Task instructions:
Go through the data below and return each line where the string "narrow" occurs.

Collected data

//! Type mapping tests: sampled-data conversion, catalog columns and driver
//! type names.

use dbt_db2i_core::db2i::types::{
    convert_boolean_type, convert_date_type, convert_datetime_type, convert_number_type,
    convert_text_type, convert_time_type, convert_type,
};
use dbt_db2i_core::db2i::{ColumnKind, data_type_name, translate_type};
use dbt_db2i_core::sqlx_core::type_info::TypeInfo;
use dbt_db2i_core::{
    ColumnType, Db2iBinding, Db2iColumn, Db2iTypeInfo, Db2iValue, TabularColumn, TabularResult,
};
use dbt_db2i_core::NativeColumn;
use dbt_db2i_core::db2i::decode_text_cell;
use odbc_api::DataType;
use odbc_api::sys::SqlDataType;
use rust_decimal::Decimal;
use std::str::FromStr;

fn single_column(column_type: ColumnType, values: Vec<Db2iValue>) -> TabularResult {
    TabularResult::new(
        vec![TabularColumn::new("c", column_type)],
        values.into_iter().map(|value| vec![value]).collect(),
    )
}

#[test]
fn test_text_width_is_widest_utf8_length() {
    let table = single_column(
        ColumnType::Text,
        vec!["short".into(), "a much longer piece of text".into(), Db2iValue::Null],
    );
    assert_eq!(convert_text_type(&table, 0), "varchar(27)");

    // Multi-byte characters count by encoded length
    let table = single_column(ColumnType::Text, vec!["ééééééééééé".into()]);
    assert_eq!(convert_text_type(&table, 0), "varchar(22)");
}

#[test]
fn test_text_width_has_floor_of_16() {
    let table = single_column(ColumnType::Text, vec!["a".into(), "bc".into()]);
    assert_eq!(convert_text_type(&table, 0), "varchar(16)");
}

#[test]
fn test_text_width_of_all_null_column() {
    let table = single_column(ColumnType::Text, vec![Db2iValue::Null, Db2iValue::Null]);
    assert_eq!(convert_text_type(&table, 0), "varchar(64)");

    let table = single_column(ColumnType::Text, vec![]);
    assert_eq!(convert_text_type(&table, 0), "varchar(64)");
}

#[test]
fn test_number_type_depends_on_fractions() {
    let ints = single_column(ColumnType::Number, vec![1i64.into(), 2.0f64.into(), Db2iValue::Null]);
    assert_eq!(convert_number_type(&ints, 0), "int");

    let floats = single_column(ColumnType::Number, vec![1i64.into(), 2.5f64.into()]);
    assert_eq!(convert_number_type(&floats, 0), "float");
}

#[test]
fn test_wide_decimal_keeps_its_fraction() {
    let table = TabularResult::from_native(
        &[NativeColumn::new("AMT", Db2iTypeInfo::decimal(31, 2))],
        vec![vec![Some("12345678901234567.89".to_string())]],
    );
    assert_eq!(
        table.rows()[0][0],
        Db2iValue::Decimal(Decimal::from_str("12345678901234567.89").unwrap())
    );
    assert_eq!(table.rows()[0][0].to_string(), "12345678901234567.89");
    assert_eq!(convert_number_type(&table, 0), "float");
}

#[test]
fn test_decimal_trailing_zeros_are_not_a_fraction() {
    let table = TabularResult::from_native(
        &[NativeColumn::new("QTY", Db2iTypeInfo::decimal(11, 2))],
        vec![vec![Some("100.00".to_string())], vec![Some("-7.0".to_string())], vec![None]],
    );
    assert!(matches!(table.rows()[0][0], Db2iValue::Decimal(_)));
    assert_eq!(convert_number_type(&table, 0), "int");
}

#[test]
fn test_text_cells_are_kept_whole_without_a_limit() {
    let long = "é".repeat(3000);
    assert_eq!(decode_text_cell(long.as_bytes(), None).unwrap(), long);
    assert_eq!(decode_text_cell(b"abcd", Some(4)).unwrap(), "abcd");
}

#[test]
fn test_text_cell_over_limit_is_an_error() {
    let err = decode_text_cell("ééé".as_bytes(), Some(5)).unwrap_err();
    assert!(!err.is_database_error());
    assert!(err.to_string().contains("6 bytes exceeds the maximum text size of 5 bytes"));
}

#[test]
fn test_fixed_conversions() {
    let table = single_column(ColumnType::Boolean, vec![true.into()]);
    assert_eq!(convert_boolean_type(&table, 0), "decimal(1)");
    assert_eq!(convert_datetime_type(&table, 0), "timestamp");
    assert_eq!(convert_date_type(&table, 0), "date");
    assert_eq!(convert_time_type(&table, 0), "time");
}

#[test]
fn test_convert_type_dispatches_on_column_type() {
    let table = TabularResult::new(
        vec![
            TabularColumn::new("flag", ColumnType::Boolean),
            TabularColumn::new("loaded_at", ColumnType::DateTime),
            TabularColumn::new("amount", ColumnType::Number),
        ],
        vec![vec![true.into(), Db2iValue::Null, 9.75f64.into()]],
    );
    assert_eq!(convert_type(&table, 0).as_deref(), Some("decimal(1)"));
    assert_eq!(convert_type(&table, 1).as_deref(), Some("timestamp"));
    assert_eq!(convert_type(&table, 2).as_deref(), Some("float"));
    assert_eq!(convert_type(&table, 3), None);
}

#[test]
fn test_decode_cells_by_column_type() {
    assert_eq!(Db2iValue::decode(Some(" 42 ".into()), ColumnType::Number), Db2iValue::Integer(42));
    assert_eq!(
        Db2iValue::decode(Some("4.50".into()), ColumnType::Number),
        Db2iValue::Decimal(Decimal::new(450, 2))
    );
    // Exponent notation is only representable as a float
    assert_eq!(
        Db2iValue::decode(Some("1.5E3".into()), ColumnType::Number),
        Db2iValue::Float(1500.0)
    );
    assert_eq!(Db2iValue::decode(Some("1".into()), ColumnType::Boolean), Db2iValue::Boolean(true));
    assert_eq!(Db2iValue::decode(None, ColumnType::Text), Db2iValue::Null);
    assert!(matches!(
        Db2iValue::decode(Some("2024-01-31-12.30.00.000000".into()), ColumnType::DateTime),
        Db2iValue::DateTime(_)
    ));
    // Unparseable cells are kept as text
    assert_eq!(
        Db2iValue::decode(Some("n/a".into()), ColumnType::Number),
        Db2iValue::Text("n/a".into())
    );
}

#[test]
fn test_binding_text() {
    assert_eq!(Db2iBinding::Bool(true).to_text().as_deref(), Some("1"));
    assert_eq!(
        Db2iBinding::from(Decimal::new(-1205, 2)).to_text().as_deref(),
        Some("-12.05")
    );
    assert_eq!(Db2iBinding::Null.to_text(), None);
    let ts = chrono::NaiveDate::from_ymd_opt(2024, 1, 31)
        .unwrap()
        .and_hms_opt(12, 30, 0)
        .unwrap();
    assert_eq!(
        Db2iBinding::from(ts).to_text().as_deref(),
        Some("2024-01-31 12:30:00.000000")
    );
}

#[test]
fn test_type_labels() {
    assert_eq!(translate_type("STRING"), "VARCHAR(4000)");
    assert_eq!(translate_type("float"), "DECFLOAT");
    assert_eq!(translate_type("INTEGER"), "INTEGER");
    assert_eq!(translate_type("TIMESTAMP"), "TIMESTAMP");
    assert_eq!(translate_type("SMALLINT"), "SMALLINT");

    let column = Db2iColumn::create("amount", "FLOAT");
    assert_eq!(column.dtype(), "DECFLOAT");
    assert!(column.is_numeric());
}

#[test]
fn test_column_data_type_rendering() {
    assert_eq!(Db2iColumn::new("name", "VARCHAR").with_char_size(20).data_type(), "VARCHAR(20)");
    assert_eq!(Db2iColumn::new("name", "VARCHAR").data_type(), "VARCHAR");
    assert_eq!(
        Db2iColumn::new("amount", "DECIMAL").with_numeric(10, 2).data_type(),
        "DECIMAL(10,2)"
    );
    assert_eq!(Db2iColumn::new("id", "INTEGER").data_type(), "INTEGER");
    assert_eq!(
        Db2iColumn::new("name", "nvarchar").with_char_size(5).to_string(),
        "name nvarchar(5)"
    );
}

#[test]
fn test_column_from_description() {
    let column = Db2iColumn::from_description("name", "varchar(20)");
    assert_eq!(column.dtype(), "varchar");
    assert_eq!(column.char_size(), Some(20));
    assert_eq!(column.data_type(), "varchar(20)");

    let column = Db2iColumn::from_description("amount", "decimal(10, 2)");
    assert_eq!(column.data_type(), "decimal(10,2)");

    let column = Db2iColumn::from_description("created", "timestamp");
    assert_eq!(column.kind(), ColumnKind::Timestamp);
}

#[test]
fn test_column_classification() {
    assert_eq!(Db2iColumn::new("a", "CHAR").kind(), ColumnKind::String);
    assert_eq!(Db2iColumn::new("a", "DECFLOAT").kind(), ColumnKind::Numeric);
    assert_eq!(Db2iColumn::new("a", "BIGINT").kind(), ColumnKind::Numeric);
    assert_eq!(Db2iColumn::new("a", "DOUBLE").kind(), ColumnKind::Numeric);
    assert_eq!(Db2iColumn::new("a", "BLOB").kind(), ColumnKind::Other);
    assert!(Db2iColumn::new("a", "INTEGER").is_integer());
    assert!(!Db2iColumn::new("a", "INTEGER").is_numeric());
}

#[test]
fn test_string_expansion() {
    let narrow = Db2iColumn::new("a", "VARCHAR").with_char_size(10);
    let wide = Db2iColumn::new("a", "VARCHAR").with_char_size(100);
    let unsized_col = Db2iColumn::new("a", "VARCHAR");
    assert!(narrow.can_expand_to(&wide));
    assert!(!wide.can_expand_to(&narrow));
    assert_eq!(unsized_col.string_size(), Some(256));
    assert_eq!(Db2iColumn::new("a", "INTEGER").string_size(), None);
    assert_eq!(narrow.literal("'x'"), "cast('x' as VARCHAR(10))");
}

#[test]
fn test_driver_type_names() {
    assert_eq!(data_type_name(DataType::Bit), "SMALLINT");
    assert_eq!(data_type_name(DataType::LongVarchar { length: None }), "CLOB");
    let decfloat = DataType::Other {
        data_type: SqlDataType(-360),
        column_size: None,
        decimal_digits: 0,
    };
    assert_eq!(data_type_name(decfloat), "DECFLOAT");
    assert_eq!(Db2iTypeInfo::new(decfloat).column_type(), ColumnType::Number);

    assert_eq!(Db2iTypeInfo::varchar(10).name(), "VARCHAR");
    assert_eq!(Db2iTypeInfo::varchar(10), Db2iTypeInfo::varchar(200));
    assert!(Db2iTypeInfo::null().is_null());
    assert_eq!(Db2iTypeInfo::date().column_type(), ColumnType::Date);
    assert_eq!(Db2iTypeInfo::decimal(10, 2).column_type(), ColumnType::Number);
}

Answer area:
    let narrow = Db2iColumn::new("a", "VARCHAR").with_char_size(10);
    assert!(narrow.can_expand_to(&wide));
    assert!(!wide.can_expand_to(&narrow));
    assert_eq!(narrow.literal("'x'"), "cast('x' as VARCHAR(10))");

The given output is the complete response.